** Exercise description **
Please return every line of the records that contains the word "Whether".

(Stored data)
________________________
//! Cheap per-file fingerprints for incremental scans.
//!
//! A checksum is `(size, mtime)`, not a content hash. Collisions only cause
//! an extra re-check, never a missed change across a size/mtime boundary.

use crate::core::broker::DbBroker;
use crate::core::error;
use crate::core::time;
use rusqlite::params;
use serde::{Deserialize, Serialize};
use std::collections::BTreeMap;
use std::fmt;
use std::path::{Path, PathBuf};
use walkdir::WalkDir;

/// Directory names never descended into when collecting task files.
const SKIPPED_DIRS: &[&str] = &[".git", "target", "vendor", "node_modules"];

#[derive(Debug, Clone, Copy, PartialEq, Eq, Serialize, Deserialize)]
pub struct Checksum {
    pub size: u64,
    /// Modification time, epoch seconds.
    pub mtime: i64,
}

impl Checksum {
    /// Fingerprint of `path`, or `None` if it is missing or unreadable.
    pub fn of(path: &Path) -> Option<Self> {
        let meta = std::fs::metadata(path).ok()?;
        let mtime = meta.modified().map(time::system_time_secs).unwrap_or(0);
        Some(Self {
            size: meta.len(),
            mtime,
        })
    }

    pub fn encode(&self) -> String {
        format!("{}:{}", self.size, self.mtime)
    }

    pub fn decode(raw: &str) -> Option<Self> {
        let (size, mtime) = raw.split_once(':')?;
        Some(Self {
            size: size.parse().ok()?,
            mtime: mtime.parse().ok()?,
        })
    }
}

impl fmt::Display for Checksum {
    fn fmt(&self, f: &mut fmt::Formatter<'_>) -> fmt::Result {
        write!(f, "{}", self.encode())
    }
}

/// Stored checksums keyed by project-relative path.
#[derive(Debug, Clone, Default, PartialEq, Serialize, Deserialize)]
#[serde(transparent)]
pub struct ChecksumStore {
    entries: BTreeMap<String, Checksum>,
}

impl ChecksumStore {
    pub fn get(&self, key: &str) -> Option<Checksum> {
        self.entries.get(key).copied()
    }

    pub fn insert(&mut self, key: impl Into<String>, checksum: Checksum) {
        self.entries.insert(key.into(), checksum);
    }

    pub fn remove(&mut self, key: &str) -> bool {
        self.entries.remove(key).is_some()
    }

    pub fn clear(&mut self) {
        self.entries.clear();
    }

    pub fn len(&self) -> usize {
        self.entries.len()
    }

    pub fn is_empty(&self) -> bool {
        self.entries.is_empty()
    }

    /// Whether the file at `path` differs from what is stored under `key`.
    ///
    /// A file with no stored checksum counts as modified; a file that is gone
    /// counts as modified only if something was stored for it.
    pub fn is_modified(&self, key: &str, path: &Path) -> bool {
        match (self.get(key), Checksum::of(path)) {
            (Some(stored), Some(current)) => stored != current,
            (None, None) => false,
            _ => true,
        }
    }

    /// Stored keys at or under any of the project-relative `entries`.
    pub fn keys_under(&self, entries: &[PathBuf]) -> Vec<String> {
        self.entries
            .keys()
            .filter(|key| entries.iter().any(|entry| entry_covers(entry, key)))
            .cloned()
            .collect()
    }

    /// The subset of `(key, path)` candidates whose checksum changed.
    pub fn changed<'a>(&self, candidates: &'a [(String, PathBuf)]) -> Vec<&'a Path> {
        candidates
            .iter()
            .filter(|(key, path)| self.is_modified(key, path))
            .map(|(_, path)| path.as_path())
            .collect()
    }

    /// Read every row of `automationcache`. Undecodable rows are skipped.
    pub fn load(broker: &DbBroker) -> Result<Self, error::AutomationError> {
        broker.with_conn("cache.load", |conn| {
            let mut stmt = conn.prepare("SELECT file_path, checksum FROM automationcache")?;
            let rows = stmt.query_map([], |row| {
                Ok((row.get::<_, String>(0)?, row.get::<_, String>(1)?))
            })?;
            let mut store = ChecksumStore::default();
            for row in rows {
                let (path, raw) = row?;
                if let Some(checksum) = Checksum::decode(&raw) {
                    store.insert(path, checksum);
                }
            }
            Ok(store)
        })
    }

    /// Upsert the stored checksums for `keys` (all entries when `None`).
    pub fn persist(
        &self,
        broker: &DbBroker,
        keys: Option<&[String]>,
    ) -> Result<(), error::AutomationError> {
        let now = time::now_epoch_secs();
        broker.with_conn("cache.persist", |conn| {
            let tx = conn.unchecked_transaction()?;
            {
                let mut stmt = tx.prepare(
                    "INSERT OR REPLACE INTO automationcache(file_path, checksum, updated_at) VALUES(?1, ?2, ?3)",
                )?;
                let mut write = |key: &str, checksum: &Checksum| -> Result<(), rusqlite::Error> {
                    stmt.execute(params![key, checksum.encode(), now])?;
                    Ok(())
                };
                match keys {
                    Some(keys) => {
                        for key in keys {
                            if let Some(checksum) = self.entries.get(key) {
                                write(key, checksum)?;
                            }
                        }
                    }
                    None => {
                        for (key, checksum) in &self.entries {
                            write(key, checksum)?;
                        }
                    }
                }
            }
            tx.commit()?;
            Ok(())
        })
    }

    /// Delete persisted rows for `keys` (every row when `None`).
    pub fn delete(broker: &DbBroker, keys: Option<&[String]>) -> Result<usize, error::AutomationError> {
        broker.with_conn("cache.delete", |conn| match keys {
            None => Ok(conn.execute("DELETE FROM automationcache", [])?),
            Some(keys) => {
                let mut removed = 0;
                for key in keys {
                    removed += conn.execute(
                        "DELETE FROM automationcache WHERE file_path = ?1",
                        params![key],
                    )?;
                }
                Ok(removed)
            }
        })
    }
}

/// Every regular file under the project-relative `entries` (files or dirs).
///
/// Missing entries contribute nothing. Output is sorted and deduplicated.
pub fn collect_files(project_root: &Path, entries: &[PathBuf]) -> Vec<PathBuf> {
    let mut files = Vec::new();
    for entry in entries {
        let base = project_root.join(entry);
        if !base.exists() {
            continue;
        }
        let walker = WalkDir::new(&base).follow_links(false).into_iter();
        for item in walker.filter_entry(|e| {
            e.depth() == 0
                || !(e.file_type().is_dir() && is_skipped_dir(e.file_name().to_string_lossy().as_ref()))
        }) {
            let Ok(item) = item else { continue };
            if item.file_type().is_file() {
                files.push(item.into_path());
            }
        }
    }
    files.sort();
    files.dedup();
    files
}

/// Whether the project-relative `entry` (file or directory) contains `key`.
pub fn entry_covers(entry: &Path, key: &str) -> bool {
    let raw = entry.to_string_lossy().replace('\\', "/");
    let entry = raw.trim_start_matches("./").trim_end_matches('/');
    key == entry || (key.starts_with(entry) && key[entry.len()..].starts_with('/'))
}

fn is_skipped_dir(name: &str) -> bool {
    SKIPPED_DIRS.contains(&name) || name.starts_with('.')
}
________________________
** Expected answer **
    /// Whether the file at `path` differs from what is stored under `key`.
/// Whether the project-relative `entry` (file or directory) contains `key`.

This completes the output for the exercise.